= THE DATA =
■ ■ ■ ■ ■

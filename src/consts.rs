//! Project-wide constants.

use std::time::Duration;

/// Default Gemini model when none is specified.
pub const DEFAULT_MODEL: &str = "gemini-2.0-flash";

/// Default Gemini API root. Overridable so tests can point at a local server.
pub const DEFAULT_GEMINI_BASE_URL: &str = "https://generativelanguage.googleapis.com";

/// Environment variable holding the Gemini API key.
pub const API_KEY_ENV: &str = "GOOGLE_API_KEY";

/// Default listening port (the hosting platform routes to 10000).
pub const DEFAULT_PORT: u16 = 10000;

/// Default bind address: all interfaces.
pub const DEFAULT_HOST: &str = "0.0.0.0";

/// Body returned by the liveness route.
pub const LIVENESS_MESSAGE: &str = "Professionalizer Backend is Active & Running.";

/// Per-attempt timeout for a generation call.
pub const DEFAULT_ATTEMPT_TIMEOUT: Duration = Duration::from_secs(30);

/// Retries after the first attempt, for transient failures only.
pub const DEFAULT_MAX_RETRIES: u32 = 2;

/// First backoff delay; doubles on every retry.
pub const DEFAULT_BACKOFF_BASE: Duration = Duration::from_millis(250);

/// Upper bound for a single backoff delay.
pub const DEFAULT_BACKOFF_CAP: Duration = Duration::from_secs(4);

■ ■ ■ ■ ■

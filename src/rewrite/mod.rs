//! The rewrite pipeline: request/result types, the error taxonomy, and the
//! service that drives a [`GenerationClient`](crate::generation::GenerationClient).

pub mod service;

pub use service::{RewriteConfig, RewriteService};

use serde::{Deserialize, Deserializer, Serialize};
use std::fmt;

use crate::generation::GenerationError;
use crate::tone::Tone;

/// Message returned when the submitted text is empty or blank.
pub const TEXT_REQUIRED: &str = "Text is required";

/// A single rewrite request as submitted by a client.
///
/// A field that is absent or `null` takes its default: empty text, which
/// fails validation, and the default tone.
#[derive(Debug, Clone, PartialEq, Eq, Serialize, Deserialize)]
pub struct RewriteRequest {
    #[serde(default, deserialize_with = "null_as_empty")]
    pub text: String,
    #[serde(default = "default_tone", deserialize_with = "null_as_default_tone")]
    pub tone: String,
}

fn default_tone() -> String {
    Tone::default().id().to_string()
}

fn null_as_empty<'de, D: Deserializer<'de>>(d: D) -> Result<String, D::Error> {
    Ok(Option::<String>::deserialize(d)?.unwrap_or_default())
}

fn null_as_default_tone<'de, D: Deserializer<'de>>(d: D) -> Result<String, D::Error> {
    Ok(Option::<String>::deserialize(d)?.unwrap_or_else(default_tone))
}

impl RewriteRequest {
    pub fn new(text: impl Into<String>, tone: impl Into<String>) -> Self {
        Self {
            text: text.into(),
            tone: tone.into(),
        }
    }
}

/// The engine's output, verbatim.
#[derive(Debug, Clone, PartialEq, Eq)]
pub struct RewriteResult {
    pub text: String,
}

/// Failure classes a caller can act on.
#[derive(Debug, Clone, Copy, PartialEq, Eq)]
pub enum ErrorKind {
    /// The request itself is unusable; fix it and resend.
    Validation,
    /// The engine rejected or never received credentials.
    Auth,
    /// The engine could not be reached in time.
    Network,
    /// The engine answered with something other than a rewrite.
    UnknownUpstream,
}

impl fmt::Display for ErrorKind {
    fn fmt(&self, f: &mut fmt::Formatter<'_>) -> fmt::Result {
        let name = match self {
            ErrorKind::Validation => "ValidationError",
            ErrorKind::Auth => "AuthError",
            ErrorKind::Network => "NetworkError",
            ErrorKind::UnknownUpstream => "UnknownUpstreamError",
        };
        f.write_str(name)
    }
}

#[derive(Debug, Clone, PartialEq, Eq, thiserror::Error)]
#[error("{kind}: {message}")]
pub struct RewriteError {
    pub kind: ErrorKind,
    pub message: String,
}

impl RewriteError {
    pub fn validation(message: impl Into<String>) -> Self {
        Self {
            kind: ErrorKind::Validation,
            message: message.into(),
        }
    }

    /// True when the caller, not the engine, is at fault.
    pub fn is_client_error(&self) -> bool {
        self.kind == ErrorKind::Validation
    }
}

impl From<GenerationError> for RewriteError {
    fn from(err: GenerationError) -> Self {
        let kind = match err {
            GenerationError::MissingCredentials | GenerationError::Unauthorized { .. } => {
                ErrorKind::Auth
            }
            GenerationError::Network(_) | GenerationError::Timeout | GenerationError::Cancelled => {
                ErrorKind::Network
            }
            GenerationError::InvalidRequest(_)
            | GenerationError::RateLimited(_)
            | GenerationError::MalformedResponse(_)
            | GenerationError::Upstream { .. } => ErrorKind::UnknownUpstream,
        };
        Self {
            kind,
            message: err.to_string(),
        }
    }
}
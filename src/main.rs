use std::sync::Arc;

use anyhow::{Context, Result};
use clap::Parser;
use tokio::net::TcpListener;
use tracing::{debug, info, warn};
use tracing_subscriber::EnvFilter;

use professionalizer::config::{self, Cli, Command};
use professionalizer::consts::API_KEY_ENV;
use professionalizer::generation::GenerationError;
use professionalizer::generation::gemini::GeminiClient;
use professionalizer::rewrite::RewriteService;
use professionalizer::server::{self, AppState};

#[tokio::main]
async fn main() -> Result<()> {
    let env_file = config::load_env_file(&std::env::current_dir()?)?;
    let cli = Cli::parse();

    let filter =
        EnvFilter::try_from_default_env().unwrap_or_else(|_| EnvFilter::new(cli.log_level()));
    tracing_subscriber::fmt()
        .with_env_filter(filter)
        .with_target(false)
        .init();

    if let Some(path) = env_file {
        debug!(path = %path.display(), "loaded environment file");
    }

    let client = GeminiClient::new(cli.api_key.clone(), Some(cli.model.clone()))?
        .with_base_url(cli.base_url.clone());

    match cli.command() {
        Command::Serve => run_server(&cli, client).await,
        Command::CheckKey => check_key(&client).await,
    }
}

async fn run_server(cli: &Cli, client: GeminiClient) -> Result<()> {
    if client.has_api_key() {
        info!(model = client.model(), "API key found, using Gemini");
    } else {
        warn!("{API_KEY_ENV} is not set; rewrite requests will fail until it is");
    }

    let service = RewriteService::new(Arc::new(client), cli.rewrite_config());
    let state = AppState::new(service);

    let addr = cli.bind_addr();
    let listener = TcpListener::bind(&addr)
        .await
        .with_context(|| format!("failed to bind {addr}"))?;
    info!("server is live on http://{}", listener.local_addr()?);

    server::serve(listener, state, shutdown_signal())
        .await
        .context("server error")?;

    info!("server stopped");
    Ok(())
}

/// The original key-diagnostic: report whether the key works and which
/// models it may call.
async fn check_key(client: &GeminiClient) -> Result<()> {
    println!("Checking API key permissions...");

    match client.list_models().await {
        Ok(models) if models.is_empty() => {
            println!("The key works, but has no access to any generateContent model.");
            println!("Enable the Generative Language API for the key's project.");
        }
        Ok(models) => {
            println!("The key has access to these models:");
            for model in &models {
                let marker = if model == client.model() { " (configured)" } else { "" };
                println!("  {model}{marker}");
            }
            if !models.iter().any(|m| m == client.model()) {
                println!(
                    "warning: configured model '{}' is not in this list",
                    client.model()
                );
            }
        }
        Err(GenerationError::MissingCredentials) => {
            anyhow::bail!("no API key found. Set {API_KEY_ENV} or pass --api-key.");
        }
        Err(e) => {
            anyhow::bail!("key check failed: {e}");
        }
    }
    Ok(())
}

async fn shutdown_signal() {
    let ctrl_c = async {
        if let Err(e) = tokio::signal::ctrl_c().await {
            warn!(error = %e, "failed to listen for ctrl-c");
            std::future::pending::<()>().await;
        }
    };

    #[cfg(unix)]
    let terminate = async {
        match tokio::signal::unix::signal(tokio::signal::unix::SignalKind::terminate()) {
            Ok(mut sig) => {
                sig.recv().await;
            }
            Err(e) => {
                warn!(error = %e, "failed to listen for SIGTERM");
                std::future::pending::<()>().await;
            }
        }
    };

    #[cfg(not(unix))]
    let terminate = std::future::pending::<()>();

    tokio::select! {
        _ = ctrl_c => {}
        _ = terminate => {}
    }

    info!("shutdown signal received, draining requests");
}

■ ■ ■ ■ ■

Go through the entries above and copy each line with "await" in it.

= SOLUTION TO THIS EXERCISE =
        Command::Serve => run_server(&cli, client).await,
        Command::CheckKey => check_key(&client).await,
        .await
        .await
    match client.list_models().await {
        if let Err(e) = tokio::signal::ctrl_c().await {
            std::future::pending::<()>().await;
                sig.recv().await;
                std::future::pending::<()>().await;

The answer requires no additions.